### What you have to do
I would like you to restate each record word for word.
*** Begin section ***
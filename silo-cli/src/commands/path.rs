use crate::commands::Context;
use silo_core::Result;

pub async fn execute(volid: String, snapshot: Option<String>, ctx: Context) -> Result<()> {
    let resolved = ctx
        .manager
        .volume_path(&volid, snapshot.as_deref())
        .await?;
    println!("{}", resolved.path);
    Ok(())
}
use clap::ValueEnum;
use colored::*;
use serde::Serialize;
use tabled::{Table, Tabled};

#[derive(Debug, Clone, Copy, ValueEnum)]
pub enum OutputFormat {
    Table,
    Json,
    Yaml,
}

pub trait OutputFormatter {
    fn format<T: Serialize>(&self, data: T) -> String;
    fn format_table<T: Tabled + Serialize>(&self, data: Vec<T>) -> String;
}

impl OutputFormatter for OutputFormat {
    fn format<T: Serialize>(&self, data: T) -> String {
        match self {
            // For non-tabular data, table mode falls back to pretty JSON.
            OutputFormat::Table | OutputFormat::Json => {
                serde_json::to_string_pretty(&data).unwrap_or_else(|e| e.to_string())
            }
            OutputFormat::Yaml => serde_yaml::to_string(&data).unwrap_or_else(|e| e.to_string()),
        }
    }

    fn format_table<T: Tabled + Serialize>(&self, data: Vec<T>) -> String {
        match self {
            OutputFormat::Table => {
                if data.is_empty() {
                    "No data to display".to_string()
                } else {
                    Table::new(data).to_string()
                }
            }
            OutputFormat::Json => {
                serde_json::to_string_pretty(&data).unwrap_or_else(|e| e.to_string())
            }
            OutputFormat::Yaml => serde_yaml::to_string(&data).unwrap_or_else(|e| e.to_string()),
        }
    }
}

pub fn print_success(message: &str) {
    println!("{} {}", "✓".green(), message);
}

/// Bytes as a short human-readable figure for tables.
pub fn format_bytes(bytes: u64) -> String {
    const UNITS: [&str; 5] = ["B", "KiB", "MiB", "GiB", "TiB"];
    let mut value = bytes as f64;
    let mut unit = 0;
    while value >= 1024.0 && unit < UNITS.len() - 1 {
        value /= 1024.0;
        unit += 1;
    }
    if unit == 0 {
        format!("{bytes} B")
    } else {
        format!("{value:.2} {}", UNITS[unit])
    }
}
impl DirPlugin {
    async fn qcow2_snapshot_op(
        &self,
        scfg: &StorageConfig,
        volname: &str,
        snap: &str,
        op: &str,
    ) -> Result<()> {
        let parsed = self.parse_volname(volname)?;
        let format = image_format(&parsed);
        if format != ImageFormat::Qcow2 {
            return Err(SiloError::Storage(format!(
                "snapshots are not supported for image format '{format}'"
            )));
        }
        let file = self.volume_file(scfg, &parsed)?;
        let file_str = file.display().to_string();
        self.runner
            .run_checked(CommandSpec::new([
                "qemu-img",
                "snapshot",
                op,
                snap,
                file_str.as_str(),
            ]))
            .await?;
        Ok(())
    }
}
*** End section ***
### Answer to the exercise
filename silo-cli/src/commands/path.rs
use crate::commands::Context;
use silo_core::Result;

pub async fn execute(volid: String, snapshot: Option<String>, ctx: Context) -> Result<()> {
    let resolved = ctx
        .manager
        .volume_path(&volid, snapshot.as_deref())
        .await?;
    println!("{}", resolved.path);
    Ok(())
}
use clap::ValueEnum;
use colored::*;
use serde::Serialize;
use tabled::{Table, Tabled};

#[derive(Debug, Clone, Copy, ValueEnum)]
pub enum OutputFormat {
    Table,
    Json,
    Yaml,
}

pub trait OutputFormatter {
    fn format<T: Serialize>(&self, data: T) -> String;
    fn format_table<T: Tabled + Serialize>(&self, data: Vec<T>) -> String;
}

impl OutputFormatter for OutputFormat {
    fn format<T: Serialize>(&self, data: T) -> String {
        match self {
            // For non-tabular data, table mode falls back to pretty JSON.
            OutputFormat::Table | OutputFormat::Json => {
                serde_json::to_string_pretty(&data).unwrap_or_else(|e| e.to_string())
            }
            OutputFormat::Yaml => serde_yaml::to_string(&data).unwrap_or_else(|e| e.to_string()),
        }
    }

    fn format_table<T: Tabled + Serialize>(&self, data: Vec<T>) -> String {
        match self {
            OutputFormat::Table => {
                if data.is_empty() {
                    "No data to display".to_string()
                } else {
                    Table::new(data).to_string()
                }
            }
            OutputFormat::Json => {
                serde_json::to_string_pretty(&data).unwrap_or_else(|e| e.to_string())
            }
            OutputFormat::Yaml => serde_yaml::to_string(&data).unwrap_or_else(|e| e.to_string()),
        }
    }
}

pub fn print_success(message: &str) {
    println!("{} {}", "✓".green(), message);
}

/// Bytes as a short human-readable figure for tables.
pub fn format_bytes(bytes: u64) -> String {
    const UNITS: [&str; 5] = ["B", "KiB", "MiB", "GiB", "TiB"];
    let mut value = bytes as f64;
    let mut unit = 0;
    while value >= 1024.0 && unit < UNITS.len() - 1 {
        value /= 1024.0;
        unit += 1;
    }
    if unit == 0 {
        format!("{bytes} B")
    } else {
        format!("{value:.2} {}", UNITS[unit])
    }
}
impl DirPlugin {
    async fn qcow2_snapshot_op(
        &self,
        scfg: &StorageConfig,
        volname: &str,
        snap: &str,
        op: &str,
    ) -> Result<()> {
        let parsed = self.parse_volname(volname)?;
        let format = image_format(&parsed);
        if format != ImageFormat::Qcow2 {
            return Err(SiloError::Storage(format!(
                "snapshots are not supported for image format '{format}'"
            )));
        }
        let file = self.volume_file(scfg, &parsed)?;
        let file_str = file.display().to_string();
        self.runner
            .run_checked(CommandSpec::new([
                "qemu-img",
                "snapshot",
                op,
                snap,
                file_str.as_str(),
            ]))
            .await?;
        Ok(())
    }
}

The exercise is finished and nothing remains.